Für ein Unternehmen, dessen Bewertung eng mit der Anlegernachfrage nach KI verknüpft ist, gab Nvidias Quartal dem Markt einen neuen Anlass, Sons Portfolio neu zu bewerten.
SoftBanks KI-Wette zahlt sich aus
Für SoftBank ging die Rallye über Arm hinaus, denn Son hat das vergangene Jahr genutzt, um die Gruppe stärker in KI zu positionieren, vor allem durch Beteiligungen an OpenAI.

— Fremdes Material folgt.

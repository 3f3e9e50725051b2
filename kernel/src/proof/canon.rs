//! Canonical encodings: fixed-width timestamps and canonical JSON bytes.
//!
//! Every byte string that feeds a digest or a sortable key is produced here.
//!
//! # Timestamp forms
//!
//! All forms are UTC with a literal `Z` and fixed width for years 0000-9999,
//! so lexicographic order equals chronological order within one form.
//!
//! | Form | Example | Used by |
//! |------|---------|---------|
//! | `Seconds` | `2024-01-02T03:04:05Z` | legacy integrity digest |
//! | `Millis` | `2024-01-02T03:04:05.123Z` | case Merkle leaves |
//! | `Nanos` | `2024-01-02T03:04:05.123456789Z` | custody keys, strict digest |
//!
//! # Canonical JSON
//!
//! Sorted object keys (byte order), no whitespace, integer numbers only,
//! RFC 8259 string escaping with control characters as `\u00XX`.

use std::io::Write;

use chrono::{DateTime, Utc};

/// Fixed-width UTC timestamp renderings.
#[derive(Debug, Clone, Copy, PartialEq, Eq, Hash)]
pub enum TimestampForm {
    /// Whole seconds.
    Seconds,
    /// Three fractional digits.
    Millis,
    /// Nine fractional digits.
    Nanos,
}

impl TimestampForm {
    /// Render `ts` in this form.
    #[must_use]
    pub fn render(self, ts: &DateTime<Utc>) -> String {
        let pattern = match self {
            Self::Seconds => "%Y-%m-%dT%H:%M:%SZ",
            Self::Millis => "%Y-%m-%dT%H:%M:%S%.3fZ",
            Self::Nanos => "%Y-%m-%dT%H:%M:%S%.9fZ",
        };
        ts.format(pattern).to_string()
    }
}

/// Failure to produce canonical JSON.
#[derive(Debug, Clone, PartialEq, Eq)]
pub enum CanonError {
    /// A number was not an `i64`/`u64`.
    NonIntegerNumber { raw: String },
}

impl std::fmt::Display for CanonError {
    fn fmt(&self, f: &mut std::fmt::Formatter<'_>) -> std::fmt::Result {
        match self {
            Self::NonIntegerNumber { raw } => {
                write!(f, "non-integer number in canonical JSON: {raw}")
            }
        }
    }
}

impl std::error::Error for CanonError {}

/// Canonical JSON bytes of `value`.
///
/// # Errors
///
/// Returns [`CanonError::NonIntegerNumber`] for floats.
pub fn canonical_json_bytes(value: &serde_json::Value) -> Result<Vec<u8>, CanonError> {
    let mut out = Vec::new();
    emit(&mut out, value)?;
    Ok(out)
}

fn emit(out: &mut Vec<u8>, value: &serde_json::Value) -> Result<(), CanonError> {
    use serde_json::Value;
    match value {
        Value::Null => out.extend_from_slice(b"null"),
        Value::Bool(true) => out.extend_from_slice(b"true"),
        Value::Bool(false) => out.extend_from_slice(b"false"),
        Value::Number(n) => {
            if let Some(i) = n.as_i64() {
                let _ = write!(out, "{i}");
            } else if let Some(u) = n.as_u64() {
                let _ = write!(out, "{u}");
            } else {
                return Err(CanonError::NonIntegerNumber { raw: n.to_string() });
            }
        }
        Value::String(s) => emit_str(out, s),
        Value::Array(items) => {
            out.push(b'[');
            for (i, item) in items.iter().enumerate() {
                if i > 0 {
                    out.push(b',');
                }
                emit(out, item)?;
            }
            out.push(b']');
        }
        Value::Object(map) => {
            let mut entries: Vec<(&String, &Value)> = map.iter().collect();
            entries.sort_by(|a, b| a.0.as_bytes().cmp(b.0.as_bytes()));
            out.push(b'{');
            for (i, (k, v)) in entries.into_iter().enumerate() {
                if i > 0 {
                    out.push(b',');
                }
                emit_str(out, k);
                out.push(b':');
                emit(out, v)?;
            }
            out.push(b'}');
        }
    }
    Ok(())
}

fn emit_str(out: &mut Vec<u8>, s: &str) {
    out.push(b'"');
    for ch in s.chars() {
        match ch {
            '"' => out.extend_from_slice(b"\\\""),
            '\\' => out.extend_from_slice(b"\\\\"),
            '\n' => out.extend_from_slice(b"\\n"),
            '\r' => out.extend_from_slice(b"\\r"),
            '\t' => out.extend_from_slice(b"\\t"),
            '\u{8}' => out.extend_from_slice(b"\\b"),
            '\u{c}' => out.extend_from_slice(b"\\f"),
            c if c < '\u{20}' => {
                let _ = write!(out, "\\u{:04x}", u32::from(c));
            }
            c => {
                let mut buf = [0u8; 4];
                out.extend_from_slice(c.encode_utf8(&mut buf).as_bytes());
            }
        }
    }
    out.push(b'"');
}
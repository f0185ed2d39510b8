use clap::{Parser, Subcommand, ValueEnum};

use anyhow::{Context, Result};
use client::config::{Config, read_config, read_config_from_toml};
use client::promo::{hash_code, redeem_code, register_code};
use client::registry::{create_artist, create_concert, create_venue, get_artist, get_concert, get_venue, next_id};
use client::rpc::{JsonRpcLedger, JsonRpcWallet};
use client::validation::{ValidatorRole, buy_ticket, validate_as};
use client::{Session, Transaction, TxStatus};
use ledger_api::CounterKind;
use sandbox::{InMemoryLedger, SandboxWallet};
use std::path::PathBuf;
use std::sync::Arc;
use tokio::task::JoinHandle;
use tokio_stream::StreamExt;
use tokio_stream::wrappers::BroadcastStream;
use tracing::{info, warn};
use tracing_subscriber::EnvFilter;

#[derive(Parser, Debug)]
#[command(name = "ticketing")]
struct Cli {
    /// Path to config.toml (defaults to ./config/config.toml)
    #[arg(long, global = true)]
    config_file: Option<PathBuf>,
    #[command(subcommand)]
    command: Commands,
}

#[derive(Clone, Copy, Debug, ValueEnum)]
enum Role {
    Artist,
    Venue,
}

impl From<Role> for ValidatorRole {
    fn from(role: Role) -> Self {
        match role {
            Role::Artist => ValidatorRole::Artist,
            Role::Venue => ValidatorRole::Venue,
        }
    }
}

#[derive(Subcommand, Debug)]
enum Commands {
    /// Connect the wallet and print the bound account
    Connect,
    /// Register an artist profile
    CreateArtist {
        #[arg(long)]
        name: String,
        #[arg(long, default_value_t = 1)]
        royalty_rate: u64,
    },
    /// Register a venue profile
    CreateVenue {
        #[arg(long)]
        name: String,
        #[arg(long, default_value_t = 100)]
        capacity: u64,
        #[arg(long, default_value_t = 20)]
        commission: u8,
    },
    /// Schedule a concert pairing an artist and a venue
    CreateConcert {
        #[arg(long)]
        artist_id: u64,
        #[arg(long)]
        venue_id: u64,
        /// Date, e.g. 2026-06-21T20:30 (UTC) or RFC 3339
        #[arg(long, default_value = "")]
        date: String,
        /// Ticket price in ETH
        #[arg(long, default_value = "0.1")]
        price: String,
    },
    /// Attest a concert as its artist or venue
    Validate {
        #[arg(long)]
        concert_id: u64,
        #[arg(long, value_enum)]
        role: Role,
    },
    /// Buy a ticket at the concert's price
    BuyTicket {
        #[arg(long)]
        concert_id: u64,
    },
    /// Register the hash of a promo code for a concert
    RegisterCode {
        #[arg(long)]
        concert_id: u64,
        #[arg(long)]
        code: String,
    },
    /// Redeem a promo code for a free ticket
    RedeemCode {
        #[arg(long)]
        code: String,
    },
    /// Print the hash a promo code commits to
    HashCode {
        #[arg(long)]
        code: String,
    },
    ShowArtist {
        #[arg(long)]
        id: u64,
    },
    ShowVenue {
        #[arg(long)]
        id: u64,
    },
    ShowConcert {
        #[arg(long)]
        id: u64,
    },
    /// Print the next artist, venue and concert ids
    Counters,
    /// Run the whole workflow against an in-memory sandbox
    Demo,
}

fn init_tracing(level: &str) {
    let filter = EnvFilter::try_from_default_env().unwrap_or_else(|_| EnvFilter::new(level));
    tracing_subscriber::fmt()
        .with_env_filter(filter)
        .with_writer(std::io::stdout)
        .init();
}

fn load_config(path: Option<&PathBuf>) -> Result<Config> {
    match path {
        Some(path) => read_config(path),
        None => read_config_from_toml(),
    }
}

/// Prints a status line for every tracked write, like a wallet status bar.
fn spawn_status_printer(session: &Session) -> JoinHandle<()> {
    let mut updates = BroadcastStream::new(session.tracker().subscribe());
    tokio::spawn(async move {
        while let Some(update) = updates.next().await {
            match update {
                Ok(tx) => println!("{}", status_line(&tx)),
                Err(e) => warn!("Status feed lagged: {}", e),
            }
        }
    })
}

fn status_line(tx: &Transaction) -> String {
    match tx.status {
        TxStatus::Submitted => format!("[{}] Waiting for signature...", tx.kind),
        TxStatus::Pending => format!(
            "[{}] Transaction sent... {}",
            tx.kind,
            tx.explorer_link
                .clone()
                .or_else(|| tx.hash.map(|h| h.to_string()))
                .unwrap_or_default()
        ),
        TxStatus::Confirmed => format!("[{}] Confirmed", tx.kind),
        TxStatus::Failed => format!(
            "[{}] Failed: {}",
            tx.kind,
            tx.error_detail.as_deref().unwrap_or("unknown error")
        ),
    }
}

#[tokio::main]
async fn main() -> Result<()> {
    let cli = Cli::parse();

    match cli.command {
        Commands::HashCode { code } => {
            init_tracing("info");
            info!("H({:?}) = {}", code, hash_code(&code));
            Ok(())
        }
        Commands::Demo => {
            init_tracing("info");
            run_demo().await
        }
        command => {
            let config = load_config(cli.config_file.as_ref())?;
            init_tracing(&config.logging.level);
            let ledger = JsonRpcLedger::new(
                config.ledger.rpc_url.clone(),
                config.ledger.contract_address()?,
                config.ledger.poll_interval(),
            );
            let wallet = JsonRpcWallet::new(ledger);
            let session = Session::connect(Some(&wallet), config.ledger.explorer_url.clone())
                .await
                .context("Connection rejected")?;
            let printer = spawn_status_printer(&session);

            let result = run_command(&session, command).await;

            session.disconnect();
            let _ = printer.await;
            result
        }
    }
}

async fn run_command(session: &Session, command: Commands) -> Result<()> {
    match command {
        Commands::Connect => {
            info!("Connected as {}", session.identity().address());
        }
        Commands::CreateArtist { name, royalty_rate } => {
            let created = create_artist(session, &name, royalty_rate).await?;
            info!("Artist Profile Created (ID: {})", created.id);
        }
        Commands::CreateVenue {
            name,
            capacity,
            commission,
        } => {
            let created = create_venue(session, &name, capacity, commission).await?;
            info!("Venue Profile Created (ID: {})", created.id);
        }
        Commands::CreateConcert {
            artist_id,
            venue_id,
            date,
            price,
        } => {
            let created = create_concert(session, artist_id, venue_id, &date, &price).await?;
            info!("Event Created (ID: {})", created.id);
        }
        Commands::Validate { concert_id, role } => {
            let role = ValidatorRole::from(role);
            validate_as(session, concert_id, role).await?;
            info!("Validated by {}", role);
        }
        Commands::BuyTicket { concert_id } => {
            buy_ticket(session, concert_id).await?;
            info!("Ticket Successfully Purchased!");
        }
        Commands::RegisterCode { concert_id, code } => {
            register_code(session, concert_id, &code).await?;
            info!("Promo Code {:?} linked to Event #{}", code, concert_id);
        }
        Commands::RedeemCode { code } => {
            redeem_code(session, &code).await?;
            info!("Ticket Redeemed successfully!");
        }
        Commands::ShowArtist { id } => {
            info!("{:#?}", get_artist(session, id).await?);
        }
        Commands::ShowVenue { id } => {
            info!("{:#?}", get_venue(session, id).await?);
        }
        Commands::ShowConcert { id } => {
            let concert = get_concert(session, id).await?;
            info!("{:#?}", concert);
            info!("Purchasable: {}", concert.is_purchasable());
        }
        Commands::Counters => {
            for kind in [CounterKind::Artist, CounterKind::Venue, CounterKind::Concert] {
                info!("{}: {}", kind.function_name(), next_id(session, kind).await?);
            }
        }
        Commands::HashCode { .. } | Commands::Demo => {
            anyhow::bail!("{:?} runs without a wallet connection", command)
        }
    }
    Ok(())
}

/// Artist, venue, organizer and fan each drive their own session against one sandbox.
async fn run_demo() -> Result<()> {
    let ledger = Arc::new(InMemoryLedger::new());
    let artist_wallet = SandboxWallet::new(Arc::clone(&ledger), "artist");
    let venue_wallet = SandboxWallet::new(Arc::clone(&ledger), "venue");
    let fan_wallet = SandboxWallet::new(Arc::clone(&ledger), "fan");

    let artist = Session::connect(Some(&artist_wallet), None).await?;
    let venue = Session::connect(Some(&venue_wallet), None).await?;
    let fan = Session::connect(Some(&fan_wallet), None).await?;

    let artist_id = create_artist(&artist, "Daft Punk", 1).await?.id;
    let venue_id = create_venue(&venue, "Olympia", 2000, 20).await?.id;
    let date = (chrono::Utc::now() + chrono::Duration::days(60))
        .format("%Y-%m-%dT%H:%M")
        .to_string();
    let concert_id = create_concert(&venue, artist_id, venue_id, &date, "0.1").await?.id;
    info!("Concert {} scheduled on {}", concert_id, date);

    match buy_ticket(&fan, concert_id).await {
        Err(e) => info!("Purchase before validation refused: {}", e),
        Ok(_) => warn!("Purchase before validation went through"),
    }

    validate_as(&artist, concert_id, ValidatorRole::Artist).await?;
    validate_as(&venue, concert_id, ValidatorRole::Venue).await?;
    buy_ticket(&fan, concert_id).await?;
    info!("Fan bought a ticket for concert {}", concert_id);

    register_code(&venue, concert_id, "VIP2025").await?;
    redeem_code(&fan, "VIP2025").await?;
    match redeem_code(&fan, "VIP2025").await {
        Err(e) => info!("Second redemption refused: {}", e),
        Ok(_) => warn!("Promo code redeemed twice"),
    }

    info!(
        "Fan {} holds {} tickets",
        fan.identity().address().short(),
        ledger.tickets_of(fan.identity().address()).len()
    );
    Ok(())
}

SoftBank hat mehr als 30 Milliarden USD (ca. 26,2 Milliarden €) in den ChatGPT-Hersteller investiert, während die Zahlen für das Geschäftsjahr 2025 etwa 45 Milliarden USD (ca. 39,3 Milliarden €) an Gewinnen im Zusammenhang mit der OpenAI-Beteiligung auswiesen.
Das ist bedeutsam, weil sich die Geschichte von SoftBank begonnen hatte, die Anleger zu spalten.
Bullen sahen ein Holdingunternehmen mit seltener Exponierung gegenüber Arm und OpenAI. Bären sahen hohen Finanzierungsbedarf, Bewertungsrisiken im privaten Markt und eine Bilanz, die durch Sons Ambitionen zunehmend belastet ist.
Analysten von CreditSights, einer Einheit von Fitch Ratings, bekräftigten kürzlich außerdem eine „Outperform“-Empfehlung für SoftBank-Schuldtitel, was der Bilanzglaubwürdigkeit eines Aktienrallyes oft vom Risiko getriebenen Son etwas mehr Rückhalt verleiht.
Asiens KI-Trade brennt auf
Die Rallye blieb nicht bei SoftBank stehen: In ganz Asien erwachte der von Nvidia getriebene Zulieferketten-Trade zum Leben.
Taiwan Semiconductor Manufacturing Co. stieg um etwa 2%, SK Hynix sprang um 8%, Renesas gewann 7%, Tokyo Electron legte 5,4% zu, Advantest hinzu 2,8% und Samsung Electronics kletterte um 6,7%.
Das Muster war vertraut, aber kraftvoll. TSMC ist Nvidias Schlüsselpartner in der Fertigung. SK Hynix und Samsung stehen im Zentrum des Marktes für High-Bandwidth-Speicher.
Tokyo Electron und Advantest liefern entscheidende Ausrüstungen und Testdienstleistungen.
Renesas profitierte, obwohl es weniger direkt an Nvidias Flaggschiff-KI-Chips gebunden ist, vom breiteren Repricings im Halbleitersektor.
Samsung erhielt zudem Rückenwind, nachdem eine vorläufige Einigung mit der Arbeitervertretung einen Streik mit Zehntausenden Beschäftigten aussetzte.
Das trug dazu bei, die von Nvidia angeführte Chip-Rallye in eine breitere Bewegung am koreanischen Markt zu verwandeln; der koreanische Leitindex legte ebenfalls deutlich zu.